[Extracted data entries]
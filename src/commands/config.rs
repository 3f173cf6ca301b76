//! Config subcommands handler

use anyhow::Result;
use std::fs;
use std::io::{self, BufRead, Write};
use std::path::Path;

use typecycle::config::migrate_config;
use typecycle::theme::{self, current_theme};
use typecycle::Config;

/// Show current configuration as TOML.
#[cfg(not(tarpaulin_include))]
pub fn handle_show(config_path: &Path) -> Result<()> {
    let config = Config::load_from(config_path)?;
    let toml_str = toml::to_string_pretty(&config)?;
    let theme = current_theme();
    println!("{}", theme.primary_text(&toml_str));
    Ok(())
}

/// Print the config file location.
pub fn handle_path(config_path: &Path) -> Result<()> {
    println!("{}", config_path.display());
    Ok(())
}

/// Write a config file with default settings.
///
/// Refuses to overwrite an existing file unless `force` is set.
pub fn handle_init(config_path: &Path, force: bool) -> Result<()> {
    let theme = current_theme();
    if config_path.exists() && !force {
        anyhow::bail!(
            "{} already exists (use --force to overwrite)",
            config_path.display()
        );
    }
    Config::default().save_to(config_path)?;
    println!(
        "{}",
        theme.success_text(&format!("Wrote {}", config_path.display()))
    );
    Ok(())
}

/// Open configuration file in the default editor.
///
/// Uses $EDITOR environment variable (defaults to 'vi').
#[cfg(not(tarpaulin_include))]
pub fn handle_edit(config_path: &Path) -> Result<()> {
    let theme = current_theme();

    // Ensure config exists
    if !config_path.exists() {
        Config::default().save_to(config_path)?;
    }

    // Get editor from environment
    let editor = std::env::var("EDITOR").unwrap_or_else(|_| "vi".to_string());

    println!(
        "{}",
        theme.primary_text(&format!(
            "Opening {} with {}",
            config_path.display(),
            editor
        ))
    );

    std::process::Command::new(&editor)
        .arg(config_path)
        .status()
        .map_err(|e| anyhow::anyhow!("Failed to open editor: {}", e))?;

    Ok(())
}

/// Migrate config file by adding missing fields.
///
/// Reads the existing config file (or empty if it doesn't exist),
/// adds any missing fields from the current default config,
/// shows a preview of changes, and prompts for confirmation
/// unless `yes` is set.
pub fn handle_migrate(config_path: &Path, yes: bool) -> Result<()> {
    let theme = current_theme();
    let file_exists = config_path.exists();

    // Read existing content (empty string if file doesn't exist)
    let content = if file_exists {
        fs::read_to_string(config_path)?
    } else {
        String::new()
    };

    let result = migrate_config(&content)?;

    if !result.has_changes() {
        println!("{}", theme.primary_text("Config is already up to date."));
        return Ok(());
    }

    if file_exists {
        let total_fields = result.added_fields.len();
        let total_sections = result.sections_added.len();
        let summary = if total_sections > 0 {
            format!(
                "Found {} missing field(s) in {} new section(s):",
                total_fields, total_sections
            )
        } else {
            format!("Found {} missing field(s):", total_fields)
        };
        println!("{}", theme.primary_text(&summary));
    } else {
        println!(
            "{}",
            theme.primary_text("Config file does not exist. Will create with default settings.")
        );
    }
    println!();
    print_diff_preview(&result.content, &result.added_fields, !file_exists);
    println!();

    let question = if file_exists {
        format!("Apply these changes to {}?", config_path.display())
    } else {
        format!("Create {}?", config_path.display())
    };
    if !yes && !prompt_confirmation(&question)? {
        println!("{}", theme.primary_text("No changes made."));
        return Ok(());
    }

    if let Some(parent) = config_path.parent() {
        fs::create_dir_all(parent)?;
    }
    fs::write(config_path, &result.content)?;
    println!("{}", theme.success_text("Config updated successfully."));

    Ok(())
}

/// Print the preview built by [`preview_lines`], added lines in green.
fn print_diff_preview(new_content: &str, added_fields: &[String], is_new_file: bool) {
    for line in preview_lines(new_content, added_fields, is_new_file) {
        match line {
            PreviewLine::Added(text) => println!("{}", added_line(&format!("+ {}", text))),
            PreviewLine::Context(text) => println!("  {}", text),
        }
    }
}

/// One line of the migration preview.
#[derive(Debug, PartialEq, Eq)]
enum PreviewLine<'a> {
    Added(&'a str),
    Context(&'a str),
}

/// Select the lines of `new_content` worth showing.
///
/// New files show everything as added. Otherwise only added keys are
/// shown, under their section header; the header is marked added when
/// the whole section is new and shown as context otherwise.
fn preview_lines<'a>(
    new_content: &'a str,
    added_fields: &[String],
    is_new_file: bool,
) -> Vec<PreviewLine<'a>> {
    let mut lines = Vec::new();
    let mut section = "";
    let mut header: Option<&'a str> = None;
    let mut section_is_new = false;
    // Inside a multi-line array that belongs to an added key
    let mut continuing = false;

    for line in new_content.lines() {
        let trimmed = line.trim();
        if trimmed.is_empty() {
            continue;
        }

        if continuing {
            lines.push(PreviewLine::Added(line));
            continuing = !trimmed.starts_with(']');
            continue;
        }

        if let Some(name) = trimmed.strip_prefix('[').and_then(|t| t.strip_suffix(']')) {
            section = name;
            header = Some(line);
            section_is_new =
                is_new_file || !content_has_other_keys(new_content, name, added_fields);
            continue;
        }

        let added = is_new_file
            || trimmed
                .split_once('=')
                .is_some_and(|(key, _)| is_added(added_fields, section, key.trim()));
        if !added {
            continue;
        }

        if let Some(h) = header.take() {
            lines.push(if section_is_new {
                PreviewLine::Added(h)
            } else {
                PreviewLine::Context(h)
            });
        }
        lines.push(PreviewLine::Added(line));
        continuing = trimmed.ends_with('[');
    }
    lines
}

/// Whether `section` holds keys that were not added by the migration.
fn content_has_other_keys(content: &str, section: &str, added_fields: &[String]) -> bool {
    let header = format!("[{}]", section);
    content
        .lines()
        .map(str::trim)
        .skip_while(|line| *line != header)
        .skip(1)
        .take_while(|line| !line.starts_with('['))
        .filter_map(|line| line.split_once('=').map(|(key, _)| key.trim()))
        .any(|key| !is_added(added_fields, section, key))
}

fn is_added(added_fields: &[String], section: &str, key: &str) -> bool {
    let field = format!("{}.{}", section, key);
    added_fields.iter().any(|f| *f == field)
}

/// Color an added line green unless colors are disabled.
fn added_line(line: &str) -> String {
    if theme::color_enabled() {
        format!("\x1b[32m{}\x1b[0m", line)
    } else {
        line.to_string()
    }
}

/// Prompt user for yes/no confirmation.
///
/// Returns true if user confirms (y/yes), false otherwise.
/// If stdin is not a TTY (non-interactive), returns false.
fn prompt_confirmation(message: &str) -> Result<bool> {
    let theme = current_theme();

    // Check if stdin is a TTY - if not, skip prompt and return false
    if !atty::is(atty::Stream::Stdin) {
        println!(
            "{}",
            theme.secondary_text("Non-interactive mode: use --yes to apply changes automatically")
        );
        return Ok(false);
    }

    print!("{} [y/N] ", theme.primary_text(message));
    io::stdout().flush()?;

    let mut input = String::new();
    io::stdin().lock().read_line(&mut input)?;

    let response = input.trim().to_lowercase();
    Ok(response == "y" || response == "yes")
}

§ ACTION ITEM
Starting from the line containing "let response = input.trim().to_lowercase();", repeat each line through the end of the entries, exactly.

§ TASK RESPONSE
    let response = input.trim().to_lowercase();
    Ok(response == "y" || response == "yes")
}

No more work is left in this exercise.